Hi Team,
I have done some POC on rolling upgrade and found below result.
1. On 1st node upgrade zookeeper . Traffic was running fine because 2
nodes are already on old zookeeper.
2. On 1st node upgrade our application and didn’t find any issue
3. On 2nd node upgrade zookeeper but got below error and zookeeper is
not taking any requests
4.
java.io.EOFException
at java.io.DataInputStream.readInt(DataInputStream.java:392)
at
org.apache.zookeeper.server.quorum.QuorumCnxManager$RecvWorker.run(QuorumCnxManager.java:747)
2020-03-30 14:19:55,587 - WARN
[RecvWorker:1:QuorumCnxManager$RecvWorker@765] - Interrupting SendWorker
2020-03-30 14:19:55,588 - ERROR [LearnerHandler-/192.168.44.73:33754
:LearnerHandler@562] - Unexpected exception causing shutdown while sock
still open
java.io.EOFException
at java.io.DataInputStream.readInt(DataInputStream.java:392)
at
org.apache.jute.BinaryInputArchive.readInt(BinaryInputArchive.java:63)
at
org.apache.zookeeper.server.quorum.QuorumPacket.deserialize(QuorumPacket.java:83)
at
org.apache.jute.BinaryInputArchive.readRecord(BinaryInputArchive.java:108)
at
org.apache.zookeeper.server.quorum.LearnerHandler.run(LearnerHandler.java:476)

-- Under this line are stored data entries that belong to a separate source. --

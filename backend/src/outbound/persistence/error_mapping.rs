//! Shared Diesel error mapping for the repositories in this module.

use diesel::result::{DatabaseErrorKind, Error as DieselError};
use tracing::debug;

use super::pool::PoolError;

/// Map pool errors into a repository-specific connection error constructor.
pub(crate) fn map_pool_error<E>(error: PoolError, connection: impl FnOnce(String) -> E) -> E {
    let message = match error {
        PoolError::Checkout { message } | PoolError::Build { message } => message,
    };
    connection(message)
}

/// Map common Diesel error variants into query/connection constructors.
///
/// Driver messages are logged at debug and replaced by fixed strings so
/// SQL details never reach callers.
pub(crate) fn map_diesel_error<E>(
    error: DieselError,
    query: impl FnOnce(&'static str) -> E,
    connection: impl FnOnce(&'static str) -> E,
) -> E {
    match &error {
        DieselError::DatabaseError(kind, info) => {
            debug!(?kind, message = info.message(), "diesel operation failed");
        }
        other => debug!(error = %other, "diesel operation failed"),
    }

    match error {
        DieselError::NotFound => query("record not found"),
        DieselError::QueryBuilderError(_) => query("database query error"),
        DieselError::DatabaseError(DatabaseErrorKind::ClosedConnection, _) => {
            connection("database connection error")
        }
        DieselError::DatabaseError(DatabaseErrorKind::SerializationFailure, _) => {
            query("concurrent update conflict")
        }
        _ => query("database error"),
    }
}

/// Constraint name of a unique violation, when the error is one.
pub(crate) fn unique_violation(error: &DieselError) -> Option<&str> {
    match error {
        DieselError::DatabaseError(DatabaseErrorKind::UniqueViolation, info) => {
            Some(info.constraint_name().unwrap_or_default())
        }
        _ => None,
    }
}

/// Whether the error is a foreign key violation.
pub(crate) fn is_foreign_key_violation(error: &DieselError) -> bool {
    matches!(
        error,
        DieselError::DatabaseError(DatabaseErrorKind::ForeignKeyViolation, _)
    )
}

2020-03-30 14:19:55,588 - WARN
[SendWorker:1:QuorumCnxManager$SendWorker@679] - Interrupted while waiting
for message on queue
Please let me know is this the known issue or this is different issue which
is mention in Apache zookeeper documentation when upgrading from 3.4.5 to
3.5.6
Thanks,
-
Kuldeep Singh Budania
Software Architect
On Sun, Mar 29, 2020 at 9:06 AM Alexander Shraer wrote:
> +1 to what Mate said (I wrote the quoted instructions).
>
>
>
> On Tue, Mar 24, 2020 at 7:03 AM Szalay-Bekő Máté <
> szalay.beko.m...@gmail.com>
> wrote:
>
> > Hi Kuldeep,
> >
> > I just want to provide you some background info about our documentation.
> > The reason to upgrade to 3.4.6 first is to avoid the following error:
> >
> > > 2013-01-30 11:32:10,663 [myid:2] - WARN [localhost/127.0.0.1:2784
> > :QuorumCnxManager@349] - Invalid server id: -65536
> >
> > This error comes because of the protocol changes between ZooKeeper server
> > nodes during connection initiation for leader election. In ZooKeeper 3.5
> a
> > protocol version was introduced (see ZOOKEEPER-107) and since that time
> the
> > fist long value sent in the initial message is not the server ID but the
> > protocol version (-65536). In ZooKeeper 3.4.6 we made the old 3.4
> > ZooKeepers backward compatible, so they are able to parse both the old
> and
> > the new protocol format (see ZOOKEEPER-1633). This issue happens only
> when
> > you need to use old (3.4.0 - 3.4.5) and new (3.5.0+) ZooKeeper servers
> > together in the same cluster. During a rolling upgrade, this is usually
> the
> > case to have old and new ZooKeepers present together.
> >
> > The fact that you haven't seen any issues might be caused by the order of
> > the servers. In ZooKeeper the connection initiation between the servers
> > during the leader election follows a specific rule. As far as I remember
> > always the server with the larger ID 'wins the challenge', so it is
> > possible, that the old server didn't need to parse any initial message
> (if
> > it had the largest ID) and this is why you haven't seen the issue. Also
> > having 2 nodes up from the 3 nodes cluster still makes the cluster work
> (so
> > you should also check if all the servers are part of the quorum).
> >
> > I agree with Enrico and Norbert, the safest and most stable way is
> upgrade
> > first to 3.4.latest, then go to 3.5.latest. Still, if you don't see that
> > you would hit this specific issue (e.g. no "Invalid server id" in the log
> > files), and all the three servers can handle traffic, then maybe you
> don't
> > need to upgrade first to 3.4.latest, it is your decision. Definitely you
> > should test it first, as suggested by the others.
> >
> > Kind regards,
> > Mate
> >
> > On Tue, Mar 24, 2020 at 12:29 PM Norbert Kalmar
> > wrote:
> >
> > > Hi,
> > >
> > > That guide is to upgrade to 3.5.0, which was an alpha version. A lot
> has
> > > changed for the first stable release of 3.5.5 and then a few more, even
> > > rolling upgrade issues have been fixed for 3.5.6.
> > > This is a more up-to-date guide:
> > > https://cwiki.apache.org/confluence/display/ZOOKEEPER/Upgrade+FAQ
> > >
> > > If you have done your testing (with prod snapshot!), then you can skip
> > 3.4
> > > latest upgrade, but keep in mind we do our recommendations for a
> reason.
> > > There were issues reported and/or found during testing. Some are fixed
> > with
> > > 3.5.6, some only happens if certain conditions stand (IOException: No
> > > snapshot found - mentioned in the guide, fixed in 3.5.6).
> > >
> > > So it is up to you, I would still recommend to do an 3.4 upgrade first,
> > if
> > > it's feasible.
> > >
> > > Regards,
> > > Norbert
> > >
> > > On Tue, Mar 24,